> [ASSIGNMENT]: Quote exactly and only this range of lines in the data below: the line that holds "assert_eq!(all.length, 126);" to the line that holds "assert!(detail.is_main_chain);", both included.

> [DATA TO USE]:
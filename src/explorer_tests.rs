// Explorer Flow Tests
//
// End-to-end request flows over an in-memory chain: node lookups,
// aggregation and the not-found paths the HTTP layer relies on.

#[cfg(test)]
mod explorer_tests {
    use crate::address::{AddressQueryOptions, AddressTotal};
    use crate::blocks::DayWindow;
    use crate::error::ExplorerError;
    use crate::explorer::Explorer;
    use crate::memory_node::tests::{
        block, coinbase_tx, hash, sample_node, spend_tx, ADDR_A, ADDR_B, ADDR_C,
    };
    use crate::memory_node::MemoryNode;
    use crate::node::ChainSource;
    use bitcoin::network::constants::Network;
    use chrono::NaiveDate;
    use std::sync::Arc;

    fn explorer(node: MemoryNode) -> Explorer {
        Explorer::new(Arc::new(node), Network::Testnet)
    }

    fn today() -> NaiveDate {
        NaiveDate::from_ymd_opt(2026, 10, 19).unwrap()
    }

    /// A receives a single 280000 satoshi output in a buried block
    fn single_payment_node() -> MemoryNode {
        let mut node = MemoryNode::new(Network::Testnet);
        node.push_block(block(0, 1_492_819_200, vec![coinbase_tx(1, ADDR_C, 5_000_000_000)]));
        node.push_block(block(
            1,
            1_492_819_800,
            vec![
                coinbase_tx(2, ADDR_C, 5_000_000_000),
                spend_tx(3, &[(hash(1), 0)], &[(ADDR_A, 280_000), (ADDR_C, 4_999_710_000)]),
            ],
        ));
        node.push_block(block(2, 1_492_820_400, vec![coinbase_tx(4, ADDR_C, 5_000_000_000)]));
        node
    }

    #[tokio::test]
    async fn test_single_received_output_summary() {
        let explorer = explorer(single_payment_node());
        let summary = explorer
            .address_summary(ADDR_A, &AddressQueryOptions::default())
            .await
            .unwrap();

        assert_eq!(summary.balance, 0.0028);
        assert_eq!(summary.balance_sat, 280_000);
        assert_eq!(summary.total_sent, 0.0);
        assert_eq!(summary.unconfirmed_balance, 0.0);
        assert_eq!(summary.unconfirmed_tx_apperances, 0);
        assert_eq!(summary.tx_apperances, 1);
        assert_eq!(summary.transactions, Some(vec![hash(3)]));
    }

    #[tokio::test]
    async fn test_change_address_balance_identity() {
        let explorer = explorer(single_payment_node());
        let summary = explorer
            .address_summary(ADDR_C, &AddressQueryOptions::default())
            .await
            .unwrap();

        assert_eq!(summary.balance_sat, summary.total_received_sat - summary.total_sent_sat);
        assert_eq!(summary.total_sent_sat, 5_000_000_000);
        // Tip coinbase is still unconfirmed
        assert_eq!(summary.unconfirmed_tx_apperances, 1);
        assert_eq!(summary.unconfirmed_balance_sat, 5_000_000_000);
    }

    #[tokio::test]
    async fn test_unknown_address_is_not_found() {
        let explorer = explorer(sample_node());
        let err = explorer
            .address_summary("2MwWuogJYiB8UbuKwLqWeUMMQtjQ2cVqP9f", &AddressQueryOptions::default())
            .await
            .unwrap_err();
        assert!(matches!(err, ExplorerError::NoTransactions(_)));
        assert!(err.is_not_found());
    }

    #[tokio::test]
    async fn test_address_totals() {
        let explorer = explorer(sample_node());
        let received = explorer.address_total(ADDR_B, AddressTotal::TotalReceived).await.unwrap();
        assert_eq!(received, 4_999_980_000);
        assert_eq!(explorer.address_total(ADDR_B, AddressTotal::TotalSent).await.unwrap(), 0);
        let unconfirmed = explorer
            .address_total(ADDR_B, AddressTotal::UnconfirmedBalance)
            .await
            .unwrap();
        assert_eq!(unconfirmed, 1_999_980_000);
        assert_eq!(
            explorer
                .address_total("2MwWuogJYiB8UbuKwLqWeUMMQtjQ2cVqP9f", AddressTotal::Balance)
                .await
                .unwrap(),
            0
        );
    }

    #[tokio::test]
    async fn test_transaction_flow() {
        let explorer = explorer(sample_node());
        let tx = explorer.transaction(&hash(3)).await.unwrap();
        assert_eq!(tx.txid, hash(3));
        assert_eq!(tx.vout[1].spent_tx_id, Some(hash(5)));
        assert_eq!(tx.vout[1].spent_index, Some(0));

        let err = explorer.transaction(&hash(88)).await.unwrap_err();
        assert!(matches!(err, ExplorerError::TransactionNotFound(_)));
    }

    #[tokio::test]
    async fn test_transactions_by_block_pages() {
        let node = sample_node();
        let block_hash = node.block_hash_at(1).await.unwrap().unwrap();
        let explorer = explorer(node).with_tx_page_size(1);

        let first = explorer.transactions_by_block(&block_hash, 0).await.unwrap();
        assert_eq!(first.pages_total, 2);
        assert_eq!(first.txs.len(), 1);
        assert_eq!(first.txs[0].txid, hash(2));

        let second = explorer.transactions_by_block(&block_hash, 1).await.unwrap();
        assert_eq!(second.txs[0].txid, hash(3));

        let past_end = explorer.transactions_by_block(&block_hash, 5).await.unwrap();
        assert!(past_end.txs.is_empty());
        assert_eq!(past_end.pages_total, 2);

        let err = explorer.transactions_by_block(&hash(99), 0).await.unwrap_err();
        assert!(matches!(err, ExplorerError::BlockNotFound(_)));
    }

    #[tokio::test]
    async fn test_transactions_by_address() {
        let explorer = explorer(sample_node());
        let page = explorer.transactions_by_address(ADDR_A, 0).await.unwrap();
        assert_eq!(page.pages_total, 1);
        let ids: Vec<_> = page.txs.iter().map(|tx| tx.txid).collect();
        assert_eq!(ids, vec![hash(1), hash(3), hash(5)]);

        let empty = explorer.transactions_by_address(ADDR_C, 3).await.unwrap();
        assert!(empty.txs.is_empty());
    }

    #[tokio::test]
    async fn test_utxo_flow() {
        let explorer = explorer(sample_node());
        let utxos = explorer.utxos(&[ADDR_B.to_string()]).await.unwrap();

        assert_eq!(utxos.len(), 2);
        assert_eq!(utxos[0].txid, hash(3));
        assert_eq!(utxos[0].confirmations, 2);
        assert_eq!(utxos[0].satoshis, 3_000_000_000);
        assert_eq!(utxos[1].txid, hash(5));
        assert_eq!(utxos[1].confirmations, 0);

        assert!(explorer.utxos(&[ADDR_A.to_string()]).await.unwrap().is_empty());
    }

    #[tokio::test]
    async fn test_block_summaries_busy_day() {
        let window = DayWindow::for_date(NaiveDate::from_ymd_opt(2017, 4, 22).unwrap());
        let mut node = MemoryNode::new(Network::Testnet);
        // Last block of the previous day, then 126 blocks on the day itself
        node.push_block(block(0, (window.from - 30) as u32, vec![coinbase_tx(1, ADDR_C, 1)]));
        for i in 1..=126u8 {
            let time = (window.from + i as i64 * 680) as u32;
            node.push_block(block(i, time, vec![coinbase_tx(i.wrapping_add(1), ADDR_C, 1)]));
        }

        let explorer = explorer(node);
        let page = explorer
            .block_summaries(Some(window.date), Some(10), today())
            .await
            .unwrap();

        assert_eq!(page.length, 10);
        assert_eq!(page.blocks[0].height, 126);
        assert_eq!(page.blocks[9].height, 117);
        assert!(page.pagination.more);
        assert_eq!(page.pagination.more_ts, Some(window.to));

        let all = explorer.block_summaries(Some(window.date), None, today()).await.unwrap();
        assert_eq!(all.length, 126);
        assert!(!all.pagination.more);
    }

    #[tokio::test]
    async fn test_block_detail_and_index() {
        let node = sample_node();
        let genesis = node.block_hash_at(0).await.unwrap().unwrap();
        let second = node.block_hash_at(1).await.unwrap().unwrap();
        let explorer = explorer(node);

        assert_eq!(explorer.block_hash(0).await.unwrap(), genesis);
        assert!(matches!(
            explorer.block_hash(3).await.unwrap_err(),
            ExplorerError::BlockNotFound(_)
        ));

        let detail = explorer.block_detail(&genesis).await.unwrap();
        assert_eq!(detail.height, 0);
        assert_eq!(detail.confirmations, 3);
        assert_eq!(detail.previousblockhash, None);
        assert_eq!(detail.nextblockhash, Some(second));
        assert!(detail.is_main_chain);
        assert_eq!(detail.difficulty, 1.0);
        assert_eq!(detail.reward, 50.0);
    }

    #[tokio::test]
    async fn test_status_flows() {
        let explorer = explorer(sample_node());
        let info = explorer.info().await.unwrap().info;
        assert_eq!(info.blocks, 3);
        assert!(info.testnet);
        assert_eq!(info.network, "testnet");
        assert_eq!(info.relayfee, 0.00001);
        assert_eq!(info.difficulty, 1.0);

        let best = explorer.best_block_hash().await.unwrap();
        assert_eq!(best, hash(202));

        let sync = explorer.sync_status().await.unwrap();
        assert_eq!(sync.status, "finished");
        assert_eq!(sync.sync_percentage, 100.0);
        assert_eq!(sync.block_chain_height, 2);
    }

    #[tokio::test]
    async fn test_empty_chain_status() {
        let explorer = explorer(MemoryNode::new(Network::Testnet));
        assert_eq!(explorer.difficulty().await.unwrap(), 0.0);
        assert!(explorer.best_block_hash().await.unwrap_err().is_not_found());
        assert_eq!(explorer.info().await.unwrap().info.blocks, 0);
    }
}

> [ANSWER SECTION]:
        assert_eq!(all.length, 126);
        assert!(!all.pagination.more);
    }

    #[tokio::test]
    async fn test_block_detail_and_index() {
        let node = sample_node();
        let genesis = node.block_hash_at(0).await.unwrap().unwrap();
        let second = node.block_hash_at(1).await.unwrap().unwrap();
        let explorer = explorer(node);

        assert_eq!(explorer.block_hash(0).await.unwrap(), genesis);
        assert!(matches!(
            explorer.block_hash(3).await.unwrap_err(),
            ExplorerError::BlockNotFound(_)
        ));

        let detail = explorer.block_detail(&genesis).await.unwrap();
        assert_eq!(detail.height, 0);
        assert_eq!(detail.confirmations, 3);
        assert_eq!(detail.previousblockhash, None);
        assert_eq!(detail.nextblockhash, Some(second));
        assert!(detail.is_main_chain);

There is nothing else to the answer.